Still, it’s a very fun comic book. Everything Astonishing X-Men isn’t!
Why you should buy this book instead of wasting your money on Civil War #2: Jean Grey/Phoenix to Charles Xavier: “Mortal, if you had the ability to hurt me, I would have killed you long ago.” Now that’s cool.
Umbra #1 (of 3) by Murphy and Mike Hawthorne. $5.99, Image.
I understand that this is six dollars, but it’s completely worth it. This book is astonishingly good. Search it out and buy it!
“But Greg,” say you, “what’s it about?” Why are questioning me?!?!?!? Go now!
Oh, all right, I’ll tell you. It’s Iceland in 1999, and a forensics specialist, Askja Thorasdottir, arrives at a crime scene. She gets squeamish around dead bodies, which makes her profession rather weird. Anyway, there’s a skeleton out in a cave, and Askja is called in to investigate. She continues to make strange discoveries about the body: it’s a Neanderthal skeleton, but it’s wrapped in a modern shawl and has a porcelain filling in a tooth. She finds a bullet in the spine, shot from an old Soviet gun. What the hell’s going on?
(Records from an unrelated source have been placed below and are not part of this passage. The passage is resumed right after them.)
use color_eyre::eyre::WrapErr;
use redis::Connection;
use std::sync::Arc;
use tokio::sync::RwLock;

use crate::domain::{RateLimitStore, RateLimitStoreError, UserId};

pub struct RedisRateLimitStore {
    conn: Arc<RwLock<Connection>>,
    max_requests: u64,
    window_seconds: u64,
}

impl RedisRateLimitStore {
    pub fn new(
        conn: Arc<RwLock<Connection>>,
        max_requests: u64,
        window_seconds: u64,
    ) -> Self {
        Self {
            conn,
            max_requests,
            window_seconds,
        }
    }
}

#[async_trait::async_trait]
impl RateLimitStore for RedisRateLimitStore {
    #[tracing::instrument(name = "Registering hit in Redis rate limiter", skip_all)]
    async fn register_hit(
        &mut self,
        user_id: &UserId,
    ) -> Result<(), RateLimitStoreError> {
        let key = get_key(user_id);
        let mut conn = self.conn.write().await;

        let (hits,): (u64,) = hit_pipeline(&key, self.window_seconds)
            .query(&mut *conn)
            .wrap_err("failed to register rate limit hit in Redis")
            .map_err(RateLimitStoreError::UnexpectedError)?;

        if hits > self.max_requests {
            return Err(RateLimitStoreError::LimitExceeded);
        }
        Ok(())
    }
}

const RATE_LIMIT_KEY_PREFIX: &str = "rate_limit:";

fn get_key(user_id: &UserId) -> String {
    format!("{}{}", RATE_LIMIT_KEY_PREFIX, user_id.as_ref())
}

// Opens the window with its expiry and counts the hit in one MULTI/EXEC, so a
// counter never exists without a TTL.
fn hit_pipeline(key: &str, window_seconds: u64) -> redis::Pipeline {
    let mut pipe = redis::pipe();
    pipe.atomic()
        .cmd("SET")
        .arg(key)
        .arg(0)
        .arg("EX")
        .arg(window_seconds)
        .arg("NX")
        .ignore()
        .cmd("INCR")
        .arg(key);
    pipe
}
use color_eyre::eyre::{Context, Result};
use serde::{Deserialize, Serialize};
use uuid::Uuid;

#[derive(Debug, Clone, PartialEq, Eq, Hash, Serialize, Deserialize)]
pub struct UserId(Uuid);

impl UserId {
    pub fn parse(id: &str) -> Result<Self> {
        let parsed = uuid::Uuid::try_parse(id).wrap_err("Invalid user ID")?;
        Ok(Self(parsed))
    }

    pub fn new(uuid: Uuid) -> Self {
        Self(uuid)
    }
}

impl Default for UserId {
    fn default() -> Self {
        Self(uuid::Uuid::new_v4())
    }
}

impl AsRef<Uuid> for UserId {
    fn as_ref(&self) -> &Uuid {
        &self.0
    }
}

#[test]
fn test_valid_ids() {
    let valid_id = "5e90ca28-e1ad-4795-a190-089959c16e0b";
    let parsed = UserId::parse(valid_id).expect(valid_id);
    assert_eq!(
        parsed.as_ref().to_string(),
        valid_id,
        "ID does not match expected value"
    );
}

#[test]
fn test_invalid_ids() {
    let invalid_id = "5b5b32e3a66cc-45bc-82d1-d41582139f1e";
    let result = UserId::parse(invalid_id);
    let error = result.expect_err(invalid_id);
    assert_eq!(error.to_string(), "Invalid user ID");
}
use axum::{
    extract::{Path, State},
    http::StatusCode,
    Json,
};

use crate::{
    domain::{ProjectAPIError, ProjectId},
    services::projects::{self, ProjectDetails},
    AppState,
};

#[tracing::instrument(name = "Get project route handler", skip_all)]
pub async fn get_project(
    State(state): State<AppState>,
    Path(project_id): Path<uuid::Uuid>,
) -> Result<(StatusCode, Json<ProjectDetails>), ProjectAPIError> {
    let project_id = ProjectId::new(project_id);
    tracing::debug!("project_id: {}", project_id.as_ref());

    let details = projects::get_project(&state, &project_id).await?;

    Ok((StatusCode::OK, Json(details)))
}
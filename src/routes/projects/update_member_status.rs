use axum::{
    extract::{Path, State},
    http::StatusCode,
    Json,
};
use axum_extra::extract::CookieJar;
use serde::{Deserialize, Serialize};

use crate::{
    domain::{MemberStatus, ProjectAPIError, ProjectId},
    services::members,
    utils::auth::get_session_user,
    AppState,
};

use super::MemberResponse;

#[tracing::instrument(name = "Update member status route handler", skip_all)]
pub async fn update_member_status(
    State(state): State<AppState>,
    jar: CookieJar,
    Path(project_id): Path<uuid::Uuid>,
    Json(request): Json<UpdateStatusRequest>,
) -> Result<(StatusCode, CookieJar, Json<UpdateStatusResponse>), ProjectAPIError>
{
    // The session decides whose row changes; any user_id in the body is ignored.
    let user = get_session_user(&jar)?;
    let project_id = ProjectId::new(project_id);

    let change = members::update_status_member(
        &state,
        &user,
        &project_id,
        request.status,
        request.email.as_deref(),
        request.was_in_other_project,
    )
    .await?;

    let response = Json(UpdateStatusResponse {
        member: change.member.into(),
        removed_from_other_projects: change.removed_elsewhere,
    });

    Ok((StatusCode::OK, jar, response))
}

#[derive(Debug, PartialEq, Deserialize)]
pub struct UpdateStatusRequest {
    pub status: MemberStatus,
    #[serde(default)]
    pub email: Option<String>,
    #[serde(rename = "wasInOtherProject", default)]
    pub was_in_other_project: bool,
}

#[derive(Debug, PartialEq, Serialize, Deserialize)]
pub struct UpdateStatusResponse {
    pub member: MemberResponse,
    #[serde(rename = "removedFromOtherProjects")]
    pub removed_from_other_projects: u64,
}
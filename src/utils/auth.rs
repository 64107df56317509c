use axum_extra::extract::CookieJar;
use chrono::Utc;
use color_eyre::eyre::{eyre, Context, ContextCompat, Result};
use jsonwebtoken::{decode, encode, DecodingKey, EncodingKey, Validation};
use secrecy::{ExposeSecret, Secret};
use serde::{Deserialize, Serialize};

use crate::domain::{AuthAPIError, Email, User, UserId};

use super::constants::{JWT_SECRET, SESSION_COOKIE_NAME};

// This value determines how long a session token is valid for
pub const TOKEN_TTL_SECONDS: i64 = 3600; // 1 hour

#[derive(Debug, Clone, PartialEq, Serialize, Deserialize)]
pub struct Claims {
    pub sub: String,
    pub email: String,
    pub name: String,
    pub exp: usize,
}

impl Claims {
    /// The signed-in account described by the token.
    pub fn user(&self) -> Result<User, AuthAPIError> {
        let id = UserId::parse(&self.sub).map_err(|_| AuthAPIError::InvalidToken)?;
        let email =
            Email::parse_str(&self.email).map_err(|_| AuthAPIError::InvalidToken)?;

        Ok(User {
            id,
            email,
            name: self.name.clone(),
            image: String::new(),
        })
    }
}

// Read and validate the session cookie
#[tracing::instrument(name = "Getting session claims", skip_all)]
pub fn get_claims(jar: &CookieJar) -> Result<Claims, AuthAPIError> {
    let token = jar
        .get(SESSION_COOKIE_NAME)
        .ok_or(AuthAPIError::MissingToken)?
        .value()
        .to_owned();

    decode_token(&Secret::new(token), &JWT_SECRET)
        .map_err(|_| AuthAPIError::InvalidToken)
}

// Shorthand for handlers that only need the session user
pub fn get_session_user(jar: &CookieJar) -> Result<User, AuthAPIError> {
    get_claims(jar)?.user()
}

// Create a session token for `user`, signed with the configured secret
#[tracing::instrument(name = "Generating auth token", skip_all)]
pub fn generate_auth_token(user: &User) -> Result<Secret<String>> {
    encode_token(&claims_for(user)?, &JWT_SECRET)
}

fn claims_for(user: &User) -> Result<Claims> {
    let delta = chrono::Duration::try_seconds(TOKEN_TTL_SECONDS)
        .wrap_err("Failed to create token lifetime")?;

    let exp = Utc::now()
        .checked_add_signed(delta)
        .ok_or(eyre!("failed to add to current time"))?
        .timestamp();

    // Cast exp to a usize, which is what Claims expects
    let exp: usize = exp.try_into().wrap_err(format!(
        "failed to cast exp time to usize. exp time: {}",
        exp
    ))?;

    Ok(Claims {
        sub: user.id.as_ref().to_string(),
        email: user.email.as_str().to_owned(),
        name: user.name.clone(),
        exp,
    })
}

#[tracing::instrument(name = "Encoding auth token", skip_all)]
pub fn encode_token(
    claims: &Claims,
    secret: &Secret<String>,
) -> Result<Secret<String>> {
    let token_string = encode(
        &jsonwebtoken::Header::default(),
        claims,
        &EncodingKey::from_secret(secret.expose_secret().as_bytes()),
    )
    .wrap_err("failed to create token")?;

    Ok(Secret::new(token_string))
}

// Check if the token is valid by decoding it with the shared secret
#[tracing::instrument(name = "Validating auth token", skip_all)]
pub fn decode_token(
    token: &Secret<String>,
    secret: &Secret<String>,
) -> Result<Claims> {
    decode::<Claims>(
        token.expose_secret(),
        &DecodingKey::from_secret(secret.expose_secret().as_bytes()),
        &Validation::default(),
    )
    .map(|data| data.claims)
    .wrap_err("failed to decode token")
}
Well, we don’t know. The writer, whom I’ll call RobocopÂ¹, keeps building revelation on revelation, building the tension, until the final cliffhanger, which shows that there are forces at large here that do not want Askja to find out what’s going on. Meanwhile, a police inspector, Freyja Skulasdottir, puts the moves on Askja. Those freewheelin’ Icelanders with their crazy promiscuous ways end up gettin’ it on at a hot spring, while someone sinister watches. More drama!
The story zips along for forty pages (hence the price tag) and never lets us catch our breath, and Robocop keeps it strangely bizarre (what’s up with the auks?) while still making sure it’s hard-boiled cop stuff. Hawthorne, whose art is not flashy, gets the job done. It’s in black-and-white, so we get a good sense of the twilight of Iceland, where presumably we’re in winter and therefore daylight lasts not long at all. He does a good job with Askja, too, as she experiences all kinds of emotions, and Hawthorne gets her moods right.
This is a very cool book. By far the best one I bought this week. I look forward to the next two issues. Go buy it now!
Why you should buy this book instead of wasting your money on Civil War #2: Were you not reading? Iceland, chicks making out naked, extinct birds, Neaderthals with modern dental work getting shot in the back, a creepy mystery – what the hell’s not to like????
MINI-SERIES I BOUGHT BUT DID NOT READ.
Why you should buy this book instead of wasting your money on Civil War #2: At one point our principals go to Secret Agent Sushi restaurant, where over the door is an octopus with a pirate patch on. That’s cooler than anything to do with Peter Parker!
So. Not a bad week, but disappointing on a few levels. Umbra made up for it, and did Vibe. Whoo-hoo! Let’s hear it for loser JLAers!
Â¹ Get it? Get it???? Oh, never mind.